The IMN with non-GTL FSGS and IMN with GTL groups both had higher proportions of patients with hypertension, lower serum albumin, and severe proteinuria, while the IMN with non-GTL FSGS group additionally showed higher blood pressure and serum cholesterol, and lower serum IgG than the IMN group (all P<0.05). As for pathology, the IMN with non-GTL FSGS group had higher proportions of patients with acute tubular injury and moderate to severe chronic injuries than the IMN group (all P<0.05). In the IMN, IMN with GTL, and IMN with non-GTL FSGS groups, the overall one-year remission rates were 81.6%, 76%, and 58.8%, respectively. Furthermore, the IMN with non-GTL FSGS group showed the lowest cumulative incidence to reach remission within one year. Multivariate Cox logistic analysis demonstrated that higher level of serum anti-M-type phospholipase A2 receptor antibody and the existence of non-GTL FSGS lesion were independent predictors for no remission in IMN patients.

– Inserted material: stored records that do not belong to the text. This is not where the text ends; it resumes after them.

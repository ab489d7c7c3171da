//! Bar and bar-event data types.

use crate::decimal::{Price, Volume};
use crate::event::Instrument;
use crate::symbol::SymbolId;
use crate::time::TimePoint;

/// The closing policy family a bar was produced under.
#[derive(Debug, Clone, Copy, PartialEq, Eq, Hash, serde::Serialize, serde::Deserialize)]
pub enum BarType {
    /// Closes on a fixed wall-clock interval.
    Time,
    /// Closes after a fixed trade count.
    Tick,
    /// Closes once accumulated notional volume crosses a threshold.
    Volume,
    /// Closes once the high/low range crosses a fixed size.
    Range,
    /// Closes once price has moved a fixed "brick" distance from the open.
    Renko,
    /// Heikin-Ashi smoothed variant of a time bar.
    HeikinAshi,
}

/// Why a bar was closed and emitted.
#[derive(Debug, Clone, Copy, PartialEq, Eq, serde::Serialize, serde::Deserialize)]
pub enum BarCloseReason {
    /// The policy's `should_close` condition fired.
    Threshold,
    /// A gap in the trade stream forced an early close.
    Gap,
    /// The aggregator was stopped with an in-progress bar.
    Forced,
    /// Emitted as a placeholder before any real trade has arrived.
    Warmup,
}

/// Identifies one configured timeframe: a bar type plus its defining
/// parameter (interval-ns for time, tick count for tick, raw threshold for
/// volume, raw delta for range/renko). Field order is load-bearing for
/// `Hash`/`Eq` parity with callers that serialize this as a tuple.
#[derive(Debug, Clone, Copy, PartialEq, Eq, Hash, serde::Serialize, serde::Deserialize)]
pub struct TimeframeId {
    /// The bar type.
    pub bar_type: BarType,
    /// The policy's defining scalar.
    pub param: u64,
}

/// A single OHLCV bar.
#[derive(Debug, Clone, Copy, PartialEq, serde::Serialize, serde::Deserialize)]
pub struct Bar {
    /// Opening price.
    pub open: Price,
    /// Highest trade price observed.
    pub high: Price,
    /// Lowest trade price observed.
    pub low: Price,
    /// Closing (most recent) trade price.
    pub close: Price,
    /// Total notional volume traded.
    pub volume: Volume,
    /// Notional volume attributable to aggressive buys.
    pub buy_volume: Volume,
    /// Number of trades folded into this bar.
    pub trade_count: u64,
    /// Timestamp of the bar's first trade, or its aligned interval start
    /// for time bars.
    pub start_time: TimePoint,
    /// Timestamp of the bar's last trade, or its fixed interval end for
    /// time bars.
    pub end_time: TimePoint,
    /// Why the bar closed.
    pub close_reason: BarCloseReason,
}

impl Bar {
    /// `true` iff the bar's OHLC invariants hold: `low <= open,close <=
    /// high`, `start_time <= end_time`, `trade_count >= 1`, `buy_volume <=
    /// volume`.
    #[must_use]
    pub fn is_valid(&self) -> bool {
        self.low <= self.open
            && self.open <= self.high
            && self.low <= self.close
            && self.close <= self.high
            && self.start_time <= self.end_time
            && self.trade_count >= 1
            && self.buy_volume <= self.volume
    }
}

/// A closed bar, tagged with the symbol, instrument, and timeframe that
/// produced it.
#[derive(Debug, Clone, Copy, serde::Serialize, serde::Deserialize)]
pub struct BarEvent {
    /// The trading symbol.
    pub symbol: SymbolId,
    /// The instrument class.
    pub instrument: Instrument,
    /// The producing policy's bar type.
    pub bar_type: BarType,
    /// The producing policy's defining parameter.
    pub bar_type_param: u64,
    /// The closed bar.
    pub bar: Bar,
    /// Sequence number assigned by the bus at publish time.
    pub tick_sequence: i64,
}

impl BarEvent {
    /// This event's `(bar_type, bar_type_param)` identity.
    #[must_use]
    pub fn timeframe(&self) -> TimeframeId {
        TimeframeId {
            bar_type: self.bar_type,
            param: self.bar_type_param,
        }
    }
}

impl crate::bus::Sequenced for BarEvent {
    fn set_tick_sequence(&mut self, seq: i64) {
        self.tick_sequence = seq;
    }
}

The non-GTL FSGS lesion was a novel negative predictor in IMN and should be taken into account in the management of IMN.
评估局灶节段性肾小球硬化(FSGS)变异在特发性膜性肾病(IMN)患者临床病理特征和短期结局中的意义。
收集并分析了 2016 年 12 月至 2019 年 3 月在本中心诊断的 146 例 IMN 患者的临床病理数据。将这些患者分为单纯 IMN 组、IMN 合并肾小球顶病变(GTL)组和 IMN 合并非 GTL FSGS 组。
IMN 合并非 GTL FSGS 组和 IMN 合并 GTL 组的高血压患者比例较高,血清白蛋白较低,蛋白尿较重,而 IMN 合并非 GTL FSGS 组的血压和血清胆固醇较高,血清 IgG 较低(均 P<0.05)。在病理方面,IMN 合并非 GTL FSGS 组急性肾小管损伤和中重度慢性损伤患者比例高于 IMN 组(均 P<0.05)。在 IMN、IMN 合并 GTL 和 IMN 合并非 GTL FSGS 组中,总体一年缓解率分别为 81.6%、76%和 58.8%。此外,IMN 合并非 GTL FSGS 组在一年内达到缓解的累积发生率最低。多因素 Cox 逻辑回归分析表明,血清抗 M 型磷脂酶 A2 受体抗体水平较高和存在非 GTL FSGS 病变是 IMN 患者无缓解的独立预测因素。
非 GTL FSGS 病变是 IMN 的一个新的阴性预测因子,在 IMN 的管理中应予以考虑。